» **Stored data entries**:
╔══

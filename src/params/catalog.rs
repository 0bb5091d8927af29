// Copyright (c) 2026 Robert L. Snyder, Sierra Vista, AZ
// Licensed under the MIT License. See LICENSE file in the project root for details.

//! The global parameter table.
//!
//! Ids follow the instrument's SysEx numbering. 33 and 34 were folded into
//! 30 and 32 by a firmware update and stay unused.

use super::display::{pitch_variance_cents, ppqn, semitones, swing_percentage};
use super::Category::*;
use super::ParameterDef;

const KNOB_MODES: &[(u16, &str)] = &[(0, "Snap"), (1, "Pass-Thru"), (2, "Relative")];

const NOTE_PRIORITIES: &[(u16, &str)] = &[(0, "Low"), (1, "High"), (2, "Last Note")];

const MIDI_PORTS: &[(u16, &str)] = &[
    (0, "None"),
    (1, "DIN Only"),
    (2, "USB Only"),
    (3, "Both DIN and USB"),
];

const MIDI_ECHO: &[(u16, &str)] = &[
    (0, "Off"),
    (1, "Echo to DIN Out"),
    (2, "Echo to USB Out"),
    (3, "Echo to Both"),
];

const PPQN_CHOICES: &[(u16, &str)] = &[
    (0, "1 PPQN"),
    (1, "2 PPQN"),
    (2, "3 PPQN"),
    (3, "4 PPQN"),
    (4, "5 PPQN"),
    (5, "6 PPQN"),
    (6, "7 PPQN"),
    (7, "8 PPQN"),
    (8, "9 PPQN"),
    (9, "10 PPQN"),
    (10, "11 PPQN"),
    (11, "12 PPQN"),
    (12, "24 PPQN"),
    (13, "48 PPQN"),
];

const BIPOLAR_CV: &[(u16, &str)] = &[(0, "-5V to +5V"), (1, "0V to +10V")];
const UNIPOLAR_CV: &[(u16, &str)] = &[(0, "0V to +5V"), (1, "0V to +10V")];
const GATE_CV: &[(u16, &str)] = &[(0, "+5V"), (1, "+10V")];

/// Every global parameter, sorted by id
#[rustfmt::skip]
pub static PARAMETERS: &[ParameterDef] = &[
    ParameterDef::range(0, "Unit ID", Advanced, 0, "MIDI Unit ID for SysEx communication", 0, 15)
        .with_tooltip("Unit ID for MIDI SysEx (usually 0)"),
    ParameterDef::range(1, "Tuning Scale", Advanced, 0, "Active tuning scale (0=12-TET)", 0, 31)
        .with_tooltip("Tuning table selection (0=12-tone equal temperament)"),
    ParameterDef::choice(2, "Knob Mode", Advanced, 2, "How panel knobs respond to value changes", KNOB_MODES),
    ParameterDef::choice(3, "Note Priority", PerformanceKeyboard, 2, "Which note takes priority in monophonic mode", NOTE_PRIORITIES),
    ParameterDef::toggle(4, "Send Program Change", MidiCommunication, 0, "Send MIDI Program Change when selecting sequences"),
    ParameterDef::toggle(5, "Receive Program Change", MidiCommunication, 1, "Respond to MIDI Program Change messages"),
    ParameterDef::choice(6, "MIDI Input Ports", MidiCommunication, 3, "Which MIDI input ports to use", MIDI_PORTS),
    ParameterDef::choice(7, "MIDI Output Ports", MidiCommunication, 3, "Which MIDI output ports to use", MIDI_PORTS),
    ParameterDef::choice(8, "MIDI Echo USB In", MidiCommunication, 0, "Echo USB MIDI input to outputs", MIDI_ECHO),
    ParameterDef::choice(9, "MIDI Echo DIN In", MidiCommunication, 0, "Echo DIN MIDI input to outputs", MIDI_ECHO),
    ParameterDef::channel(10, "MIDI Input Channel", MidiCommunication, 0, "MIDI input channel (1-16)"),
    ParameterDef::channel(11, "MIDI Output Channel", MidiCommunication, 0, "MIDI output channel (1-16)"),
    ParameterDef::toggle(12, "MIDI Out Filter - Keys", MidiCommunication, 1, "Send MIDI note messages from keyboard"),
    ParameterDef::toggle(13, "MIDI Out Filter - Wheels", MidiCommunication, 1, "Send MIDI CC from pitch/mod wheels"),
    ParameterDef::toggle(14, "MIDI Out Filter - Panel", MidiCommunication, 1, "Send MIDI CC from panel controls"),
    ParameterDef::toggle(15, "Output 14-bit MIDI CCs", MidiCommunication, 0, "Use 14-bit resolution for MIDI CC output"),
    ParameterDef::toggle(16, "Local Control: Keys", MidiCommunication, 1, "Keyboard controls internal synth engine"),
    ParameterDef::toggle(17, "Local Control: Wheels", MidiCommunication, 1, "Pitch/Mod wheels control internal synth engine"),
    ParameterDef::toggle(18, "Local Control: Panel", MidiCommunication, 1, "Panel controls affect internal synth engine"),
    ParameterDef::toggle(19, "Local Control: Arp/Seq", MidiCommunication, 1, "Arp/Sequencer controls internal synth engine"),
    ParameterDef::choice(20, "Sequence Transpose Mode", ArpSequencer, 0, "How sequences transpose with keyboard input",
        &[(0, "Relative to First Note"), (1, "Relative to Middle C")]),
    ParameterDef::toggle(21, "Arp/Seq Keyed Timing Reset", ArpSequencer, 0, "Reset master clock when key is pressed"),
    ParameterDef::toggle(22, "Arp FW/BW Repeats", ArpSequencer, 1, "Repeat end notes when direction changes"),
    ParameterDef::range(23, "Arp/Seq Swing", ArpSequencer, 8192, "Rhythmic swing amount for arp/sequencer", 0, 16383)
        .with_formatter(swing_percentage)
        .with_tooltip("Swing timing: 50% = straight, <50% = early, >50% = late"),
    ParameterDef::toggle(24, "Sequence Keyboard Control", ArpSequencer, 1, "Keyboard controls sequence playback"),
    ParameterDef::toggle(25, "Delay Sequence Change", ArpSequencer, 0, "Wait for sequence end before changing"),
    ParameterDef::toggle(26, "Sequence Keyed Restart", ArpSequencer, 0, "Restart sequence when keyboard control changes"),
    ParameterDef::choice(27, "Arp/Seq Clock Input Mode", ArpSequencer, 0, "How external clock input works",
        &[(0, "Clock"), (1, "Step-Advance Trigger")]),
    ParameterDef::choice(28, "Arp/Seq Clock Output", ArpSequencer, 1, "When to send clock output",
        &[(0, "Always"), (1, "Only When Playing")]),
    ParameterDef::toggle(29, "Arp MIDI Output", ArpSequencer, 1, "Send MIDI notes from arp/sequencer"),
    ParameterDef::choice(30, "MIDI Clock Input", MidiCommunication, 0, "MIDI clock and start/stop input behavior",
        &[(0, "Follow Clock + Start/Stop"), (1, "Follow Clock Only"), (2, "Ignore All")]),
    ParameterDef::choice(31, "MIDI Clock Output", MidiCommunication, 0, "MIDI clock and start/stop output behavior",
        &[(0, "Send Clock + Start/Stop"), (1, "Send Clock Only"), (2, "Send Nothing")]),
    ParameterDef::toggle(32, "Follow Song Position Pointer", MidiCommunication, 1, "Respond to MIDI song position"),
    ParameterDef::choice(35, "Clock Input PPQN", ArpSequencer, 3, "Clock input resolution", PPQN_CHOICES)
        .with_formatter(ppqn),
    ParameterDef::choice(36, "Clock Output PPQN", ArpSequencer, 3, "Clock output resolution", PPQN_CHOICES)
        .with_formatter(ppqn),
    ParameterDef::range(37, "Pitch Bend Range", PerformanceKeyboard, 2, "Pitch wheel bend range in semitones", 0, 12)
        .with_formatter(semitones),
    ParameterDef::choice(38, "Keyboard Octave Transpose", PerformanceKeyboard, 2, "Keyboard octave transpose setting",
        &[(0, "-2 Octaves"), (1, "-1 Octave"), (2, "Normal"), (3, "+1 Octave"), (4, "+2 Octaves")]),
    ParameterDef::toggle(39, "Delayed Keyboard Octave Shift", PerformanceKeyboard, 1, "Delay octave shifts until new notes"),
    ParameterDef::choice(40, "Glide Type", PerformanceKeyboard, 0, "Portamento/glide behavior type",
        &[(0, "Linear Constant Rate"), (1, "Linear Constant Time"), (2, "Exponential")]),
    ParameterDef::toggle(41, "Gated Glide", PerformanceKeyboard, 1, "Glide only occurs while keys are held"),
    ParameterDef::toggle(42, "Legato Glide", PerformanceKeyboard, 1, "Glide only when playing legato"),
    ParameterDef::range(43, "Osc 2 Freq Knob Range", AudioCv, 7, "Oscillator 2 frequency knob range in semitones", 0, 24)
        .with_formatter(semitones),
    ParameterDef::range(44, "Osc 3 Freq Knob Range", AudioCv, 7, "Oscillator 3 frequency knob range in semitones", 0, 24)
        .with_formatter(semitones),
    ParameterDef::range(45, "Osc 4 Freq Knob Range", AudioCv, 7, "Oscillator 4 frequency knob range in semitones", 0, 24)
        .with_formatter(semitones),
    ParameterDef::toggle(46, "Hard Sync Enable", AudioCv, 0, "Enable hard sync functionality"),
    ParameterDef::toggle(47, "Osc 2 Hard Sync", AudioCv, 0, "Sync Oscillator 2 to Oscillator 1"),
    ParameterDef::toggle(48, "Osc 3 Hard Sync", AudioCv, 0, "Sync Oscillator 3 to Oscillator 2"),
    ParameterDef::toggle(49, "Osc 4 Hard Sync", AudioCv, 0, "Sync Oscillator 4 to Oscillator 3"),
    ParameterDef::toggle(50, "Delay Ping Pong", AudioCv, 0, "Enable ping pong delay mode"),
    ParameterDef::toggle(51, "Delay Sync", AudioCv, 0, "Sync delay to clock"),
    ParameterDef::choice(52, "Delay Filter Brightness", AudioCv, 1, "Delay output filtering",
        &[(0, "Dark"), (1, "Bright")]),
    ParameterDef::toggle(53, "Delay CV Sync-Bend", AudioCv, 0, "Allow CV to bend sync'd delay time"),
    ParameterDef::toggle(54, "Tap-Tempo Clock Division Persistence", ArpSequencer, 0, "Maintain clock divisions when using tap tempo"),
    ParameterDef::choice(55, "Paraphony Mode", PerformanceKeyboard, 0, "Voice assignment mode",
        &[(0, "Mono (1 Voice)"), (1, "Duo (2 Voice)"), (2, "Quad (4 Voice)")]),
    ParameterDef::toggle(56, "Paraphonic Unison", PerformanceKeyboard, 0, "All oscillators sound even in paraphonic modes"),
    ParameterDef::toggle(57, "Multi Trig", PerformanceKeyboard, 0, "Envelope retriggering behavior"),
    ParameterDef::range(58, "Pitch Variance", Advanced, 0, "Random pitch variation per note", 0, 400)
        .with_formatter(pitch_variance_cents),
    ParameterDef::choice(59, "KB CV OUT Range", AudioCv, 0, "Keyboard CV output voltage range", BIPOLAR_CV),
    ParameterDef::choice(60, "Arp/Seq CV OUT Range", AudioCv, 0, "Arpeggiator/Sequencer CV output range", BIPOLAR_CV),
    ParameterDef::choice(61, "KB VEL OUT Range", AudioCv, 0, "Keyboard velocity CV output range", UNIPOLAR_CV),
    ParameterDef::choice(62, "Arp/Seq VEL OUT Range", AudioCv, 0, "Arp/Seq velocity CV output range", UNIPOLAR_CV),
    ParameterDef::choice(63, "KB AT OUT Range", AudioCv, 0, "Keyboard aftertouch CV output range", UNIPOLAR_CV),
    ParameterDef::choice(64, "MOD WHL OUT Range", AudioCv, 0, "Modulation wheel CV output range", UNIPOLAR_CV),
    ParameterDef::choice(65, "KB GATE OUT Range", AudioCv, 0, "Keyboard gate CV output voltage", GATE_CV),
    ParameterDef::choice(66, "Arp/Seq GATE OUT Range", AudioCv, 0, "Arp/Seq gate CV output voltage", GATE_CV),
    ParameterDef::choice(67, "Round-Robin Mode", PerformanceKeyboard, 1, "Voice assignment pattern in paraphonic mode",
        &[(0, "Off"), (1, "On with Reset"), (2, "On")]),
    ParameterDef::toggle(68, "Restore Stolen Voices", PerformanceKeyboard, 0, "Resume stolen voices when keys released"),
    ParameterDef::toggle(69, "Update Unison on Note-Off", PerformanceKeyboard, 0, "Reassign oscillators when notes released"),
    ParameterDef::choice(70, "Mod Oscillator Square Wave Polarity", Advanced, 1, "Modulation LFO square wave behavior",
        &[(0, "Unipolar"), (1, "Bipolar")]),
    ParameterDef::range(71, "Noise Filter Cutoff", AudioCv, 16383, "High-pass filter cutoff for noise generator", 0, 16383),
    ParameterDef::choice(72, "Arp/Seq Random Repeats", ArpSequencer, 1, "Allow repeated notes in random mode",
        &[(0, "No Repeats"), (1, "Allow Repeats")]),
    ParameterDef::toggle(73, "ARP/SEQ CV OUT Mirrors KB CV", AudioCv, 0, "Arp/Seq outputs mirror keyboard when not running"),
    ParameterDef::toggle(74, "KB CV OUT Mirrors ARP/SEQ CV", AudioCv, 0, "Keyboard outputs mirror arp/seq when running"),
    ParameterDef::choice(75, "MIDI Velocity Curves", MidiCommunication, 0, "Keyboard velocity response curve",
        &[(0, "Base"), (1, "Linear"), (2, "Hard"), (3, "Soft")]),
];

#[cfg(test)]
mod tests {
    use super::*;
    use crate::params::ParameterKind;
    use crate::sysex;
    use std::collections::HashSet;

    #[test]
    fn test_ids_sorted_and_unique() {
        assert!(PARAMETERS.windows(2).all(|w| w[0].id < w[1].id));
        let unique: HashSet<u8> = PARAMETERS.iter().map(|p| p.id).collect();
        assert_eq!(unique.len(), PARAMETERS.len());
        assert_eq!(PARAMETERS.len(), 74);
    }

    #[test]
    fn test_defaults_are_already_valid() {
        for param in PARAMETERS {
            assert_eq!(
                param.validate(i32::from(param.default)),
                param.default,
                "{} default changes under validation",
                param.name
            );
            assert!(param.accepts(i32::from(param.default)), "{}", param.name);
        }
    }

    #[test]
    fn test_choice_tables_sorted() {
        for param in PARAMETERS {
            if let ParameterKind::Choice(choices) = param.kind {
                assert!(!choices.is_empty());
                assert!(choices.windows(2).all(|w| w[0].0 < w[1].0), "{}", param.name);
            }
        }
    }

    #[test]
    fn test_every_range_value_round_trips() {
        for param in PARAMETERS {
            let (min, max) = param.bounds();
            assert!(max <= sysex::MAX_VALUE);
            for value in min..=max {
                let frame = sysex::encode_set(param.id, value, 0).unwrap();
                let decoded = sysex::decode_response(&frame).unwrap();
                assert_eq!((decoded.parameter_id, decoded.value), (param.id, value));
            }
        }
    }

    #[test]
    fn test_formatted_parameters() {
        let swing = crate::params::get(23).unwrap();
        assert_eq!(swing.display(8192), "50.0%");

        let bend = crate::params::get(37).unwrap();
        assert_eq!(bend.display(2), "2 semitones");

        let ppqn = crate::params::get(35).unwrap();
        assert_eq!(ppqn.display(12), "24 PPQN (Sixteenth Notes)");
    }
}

╚══

Your answer should consist of each line of the data above in which the word "wheels" occurs.

    ParameterDef::toggle(13, "MIDI Out Filter - Wheels", MidiCommunication, 1, "Send MIDI CC from pitch/mod wheels"),
    ParameterDef::toggle(17, "Local Control: Wheels", MidiCommunication, 1, "Pitch/Mod wheels control internal synth engine"),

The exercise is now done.